Truly I didn't have a point..I have a question. My child is already very thin (thanks hyperactivity) and small..so a key concern is appetite. I've been told you handle that with schedule adjustments so then I wonder how my kid will feel and behave weekends and nights. Will school go better but not sports? Etc.


As a parent of a thin child with ADHD - there are non-stimulant meds that don't affect appetite. Stimulant meds can be given after breakfast. You can have 2 short acting doses so that kid is hungry at lunch or afterschool, our kid did second dinner for a time. There's also high calorie drinks. And one can take weekend, holiday and summer breaks depending on what else is going on.

A good psychiatrist can help you work through many options. Also, look at the MTA study data - I don't think the overall height/weight effect was that great and certainly something that didn't, IMO, outweigh the real benefits in a wide academic and social domain.


Thank you for replying. Did you find your child struggled during those off times. Weekends are very sports filled and social for us so I just wonder about the contrast of interacting with friends during school, when medicated and then on the weekends when not? Also, my kids hyperactivity is so baked into him, that part of me worries I'll miss him and the fun super creative part. All this would be much clearer if the need was super clear but for us its very border line. (Which is why some of these replies are so off putting to me...not this one of course!)

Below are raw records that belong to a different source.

#[cfg(test)]
mod tests {
    use super::*;
    use seglog_storage::ENTRY_WIDTH;
    use tempfile::tempdir;

    fn config(max_store_bytes: u64, max_index_bytes: u64) -> SegmentConfig {
        SegmentConfig {
            max_store_bytes,
            max_index_bytes,
            initial_offset: 16,
        }
    }

    #[test]
    fn segment_append_until_index_maxed() {
        let dir = tempdir().unwrap();
        let value = b"hello world".to_vec();

        let mut segment = Segment::open(dir.path(), 16, config(1024, ENTRY_WIDTH * 3)).unwrap();
        assert_eq!(segment.base_offset(), 16);
        assert_eq!(segment.next_offset(), 16);
        assert!(!segment.is_maxed());

        for i in 0..3u64 {
            let offset = segment.append(Record::new(value.clone())).unwrap();
            assert_eq!(offset, 16 + i);

            let record = segment.read(offset).unwrap();
            assert_eq!(record.offset, offset);
            assert_eq!(record.value, value);
        }

        // maxed index
        assert!(segment.is_maxed());
        let result = segment.append(Record::new(value.clone()));
        assert!(matches!(
            result,
            Err(CoreError::SegmentMaxed {
                base_offset: 16,
                next_offset: 19
            })
        ));
        segment.close().unwrap();

        // maxed store
        let segment = Segment::open(dir.path(), 16, config(value.len() as u64 * 3, 1024)).unwrap();
        assert!(segment.is_maxed());
        assert_eq!(segment.next_offset(), 19);

        segment.remove().unwrap();
        assert!(!store_path(dir.path(), 16).exists());
        assert!(!index_path(dir.path(), 16).exists());

        let segment = Segment::open(dir.path(), 16, config(value.len() as u64 * 3, 1024)).unwrap();
        assert!(!segment.is_maxed());
        assert!(segment.is_empty());
    }

    #[test]
    fn segment_reopen_continues_offsets() {
        let dir = tempdir().unwrap();

        let mut segment = Segment::open(dir.path(), 5, config(1024, 1024)).unwrap();
        segment.append(Record::new(b"a".to_vec())).unwrap();
        segment.append(Record::new(b"b".to_vec())).unwrap();
        segment.close().unwrap();

        let mut segment = Segment::open(dir.path(), 5, config(1024, 1024)).unwrap();
        assert_eq!(segment.next_offset(), 7);
        assert_eq!(segment.read(6).unwrap().value, b"b");
        assert_eq!(segment.append(Record::new(b"c".to_vec())).unwrap(), 7);
    }

    #[test]
    fn segment_overwrites_caller_offset() {
        let dir = tempdir().unwrap();
        let mut segment = Segment::open(dir.path(), 0, config(1024, 1024)).unwrap();

        let record = Record {
            offset: 999,
            value: b"v".to_vec(),
        };
        assert_eq!(segment.append(record).unwrap(), 0);
        assert_eq!(segment.read(0).unwrap().offset, 0);
    }

    #[test]
    fn segment_read_outside_range() {
        let dir = tempdir().unwrap();
        let mut segment = Segment::open(dir.path(), 10, config(1024, 1024)).unwrap();
        segment.append(Record::new(b"x".to_vec())).unwrap();

        assert!(matches!(
            segment.read(9),
            Err(CoreError::OffsetOutOfRange { offset: 9 })
        ));
        assert!(matches!(
            segment.read(11),
            Err(CoreError::OffsetOutOfRange { offset: 11 })
        ));
    }

    #[test]
    fn segment_maxed_by_store_bytes() {
        let dir = tempdir().unwrap();
        // one record is 8 (length) + 8 (offset) + 4 (value) = 20 bytes
        let mut segment = Segment::open(dir.path(), 0, config(40, 1024)).unwrap();

        segment.append(Record::new(b"abcd".to_vec())).unwrap();
        assert!(!segment.is_maxed());
        assert_eq!(segment.store_size(), 20);

        segment.append(Record::new(b"abcd".to_vec())).unwrap();
        assert!(segment.is_maxed());
        assert_eq!(segment.index_size(), ENTRY_WIDTH * 2);
    }

    #[test]
    fn segment_recovers_after_unclean_shutdown() {
        let dir = tempdir().unwrap();

        let mut segment = Segment::open(dir.path(), 0, config(1024, 1024)).unwrap();
        for value in [b"one".to_vec(), b"two".to_vec(), b"three".to_vec()] {
            segment.append(Record::new(value)).unwrap();
        }
        segment.flush().unwrap();
        std::mem::forget(segment);

        let segment = Segment::open(dir.path(), 0, config(1024, 1024)).unwrap();
        assert_eq!(segment.next_offset(), 3);
        assert_eq!(segment.read(2).unwrap().value, b"three");
    }

    #[test]
    fn segment_drops_torn_final_record() {
        let dir = tempdir().unwrap();

        let mut segment = Segment::open(dir.path(), 0, config(1024, 1024)).unwrap();
        segment.append(Record::new(b"whole".to_vec())).unwrap();
        segment.append(Record::new(b"torn record".to_vec())).unwrap();
        segment.close().unwrap();

        // cut the second frame short
        let path = store_path(dir.path(), 0);
        let len = fs::metadata(&path).unwrap().len();
        fs::OpenOptions::new()
            .write(true)
            .open(&path)
            .unwrap()
            .set_len(len - 4)
            .unwrap();

        let mut segment = Segment::open(dir.path(), 0, config(1024, 1024)).unwrap();
        assert_eq!(segment.next_offset(), 1);
        assert_eq!(segment.store_size(), 8 + 8 + 5);
        assert_eq!(segment.read(0).unwrap().value, b"whole");

        assert_eq!(segment.append(Record::new(b"again".to_vec())).unwrap(), 1);
        assert_eq!(segment.read(1).unwrap().value, b"again");
    }

    #[test]
    fn segment_refuses_store_without_index() {
        let dir = tempdir().unwrap();

        let mut segment = Segment::open(dir.path(), 0, config(1024, 1024)).unwrap();
        segment.append(Record::new(b"kept".to_vec())).unwrap();
        let store_size = segment.store_size();
        segment.close().unwrap();
        fs::remove_file(index_path(dir.path(), 0)).unwrap();

        let result = Segment::open(dir.path(), 0, config(1024, 1024));
        assert!(matches!(result, Err(CoreError::SegmentCorruption { .. })));
        assert_eq!(
            fs::metadata(store_path(dir.path(), 0)).unwrap().len(),
            store_size
        );
    }

    #[test]
    fn segment_stops_at_last_offset() {
        let dir = tempdir().unwrap();
        let base = u64::MAX - 1;
        let mut segment = Segment::open(dir.path(), base, config(1024, 1024)).unwrap();

        assert_eq!(segment.append(Record::new(b"last".to_vec())).unwrap(), base);
        assert_eq!(segment.next_offset(), u64::MAX);

        let result = segment.append(Record::new(b"overflow".to_vec()));
        assert!(matches!(
            result,
            Err(CoreError::OffsetOverflow { offset: u64::MAX })
        ));
        assert_eq!(segment.next_offset(), u64::MAX);
        assert_eq!(segment.read(base).unwrap().value, b"last");
        segment.close().unwrap();

        let segment = Segment::open(dir.path(), base, config(1024, 1024)).unwrap();
        assert_eq!(segment.next_offset(), u64::MAX);
    }

    #[test]
    fn segment_discards_unindexed_store_bytes() {
        let dir = tempdir().unwrap();

        let mut segment = Segment::open(dir.path(), 0, config(1024, 1024)).unwrap();
        segment.append(Record::new(b"indexed".to_vec())).unwrap();
        let indexed_size = segment.store_size();
        segment.close().unwrap();

        // a payload that reached the store but never the index
        let store = Store::open(&store_path(dir.path(), 0)).unwrap();
        store.append(&Record::new(b"orphan".to_vec()).encode()).unwrap();
        store.close().unwrap();

        let segment = Segment::open(dir.path(), 0, config(1024, 1024)).unwrap();
        assert_eq!(segment.next_offset(), 1);
        assert_eq!(segment.store_size(), indexed_size);
        assert_eq!(
            fs::metadata(store_path(dir.path(), 0)).unwrap().len(),
            indexed_size
        );
    }
}
//! # SegLog Storage
//!
//! On-disk file formats for the SegLog commit log.
//!
//! A segment of the log is persisted as two files:
//!
//! - [`Store`] - payloads framed as `| length (8) | payload |`, appended
//!   through a buffered writer and addressed by byte position
//! - [`Index`] - fixed 12-byte entries `| relative_offset (4) | position (8) |`
//!   in a preallocated, memory-mapped file
//!
//! All integers are big-endian. Neither type knows about records, offsets
//! across segments, or rotation; that lives in `seglog_core`.
//!
//! ## Example
//!
//! ```no_run
//! use seglog_storage::{Index, IndexEntry, Store};
//! use std::path::Path;
//!
//! let store = Store::open(Path::new("0.store")).unwrap();
//! let mut index = Index::open(Path::new("0.index"), 1024).unwrap();
//!
//! let (_, pos) = store.append(b"hello world").unwrap();
//! index.write(0, pos).unwrap();
//!
//! let (_, pos) = index.read(IndexEntry::Last).unwrap();
//! assert_eq!(store.read(pos).unwrap(), b"hello world");
//! ```

#![deny(unsafe_code)]
#![warn(missing_docs)]

mod error;
mod index;
mod store;

pub use error::{StorageError, StorageResult};
pub use index::{Index, IndexEntry, ENTRY_WIDTH, OFFSET_WIDTH, POSITION_WIDTH};
pub use store::{Store, LEN_WIDTH};
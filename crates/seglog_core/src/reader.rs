//! Sequential reader over the raw bytes of every segment store.

use seglog_storage::{StorageError, Store};
use std::io::{self, Read};
use std::sync::Arc;

/// Streams the raw store bytes of every segment, in segment order.
///
/// The bytes are the framed store contents (`| length (8) | record |`
/// repeated), not decoded records; the stream is meant for copying a whole
/// log, e.g. as a snapshot.
///
/// The reader holds shared handles to the stores it was created with. Bytes
/// appended to those stores after creation are included; segments created
/// afterwards are not. Reading from a store whose segment has since been
/// closed or removed fails.
#[derive(Debug)]
pub struct FullReader {
    stores: Vec<Arc<Store>>,
    current: usize,
    position: u64,
}

impl FullReader {
    pub(crate) fn new(stores: Vec<Arc<Store>>) -> Self {
        Self {
            stores,
            current: 0,
            position: 0,
        }
    }
}

impl Read for FullReader {
    fn read(&mut self, buf: &mut [u8]) -> io::Result<usize> {
        if buf.is_empty() {
            return Ok(0);
        }

        while let Some(store) = self.stores.get(self.current) {
            let n = store.read_at(buf, self.position).map_err(into_io_error)?;
            if n > 0 {
                self.position += n as u64;
                return Ok(n);
            }

            self.current += 1;
            self.position = 0;
        }

        Ok(0)
    }
}

fn into_io_error(err: StorageError) -> io::Error {
    match err {
        StorageError::Io(err) => err,
        other => io::Error::new(io::ErrorKind::Other, other),
    }
}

Hi pp. I want to at least speak to the fun creative part and say that when my child is on stimulants that isn’t lost at all. My son is still very much himself. Still engaged, creative, intense. It’s more that the edge is slightly off so still hyper but not jumping up and down constantly. Still fun but not as frustrated the second something goes wrong. Hope that helps.

And as for weekends, we do a short acting one time in the morning and so far that has worked for him so we use it 7 days a week. Since it is just the short acting he usually has a big afternoon snack and dinner. At first he ate a lot less lunch and some days he still does but that has evened out more and anything he doesn’t eat he makes up at dinner etc. So we just use it consistently. If your child is on the border though there may not be such a difference that you worry with friends.

Also anecdotal and just my opinion not based on research but I think it helps my child at night even though the stimulant has worn off. my theory is because he doesn’t have to work as hard to hold it together during the day, he often has a little more bandwidth at night.
Anonymous
To the PP who noted their kid was on guanfacine, did you notice any improvements before adding the stimulant? We've tried stimulant medications in the past and they are not well-tolerated by my son. We were going to start guanfacine but didn't end up pursuing it for any number of reasons. Based on what I'm reading in this thread, I'm wondering if it's time to get back and at least give a non-stimulant a try.

Other posters, have any of you had the experience that your child was more able to tolerate the stimulant side-effects as they got older? When we tried the first two stimulants, we had pretty noticeable negative impacts including the complete inability to sleep and nonstop twitching/tics. It wore off with the meds but definitely not something that we could tolerate on a daily basis.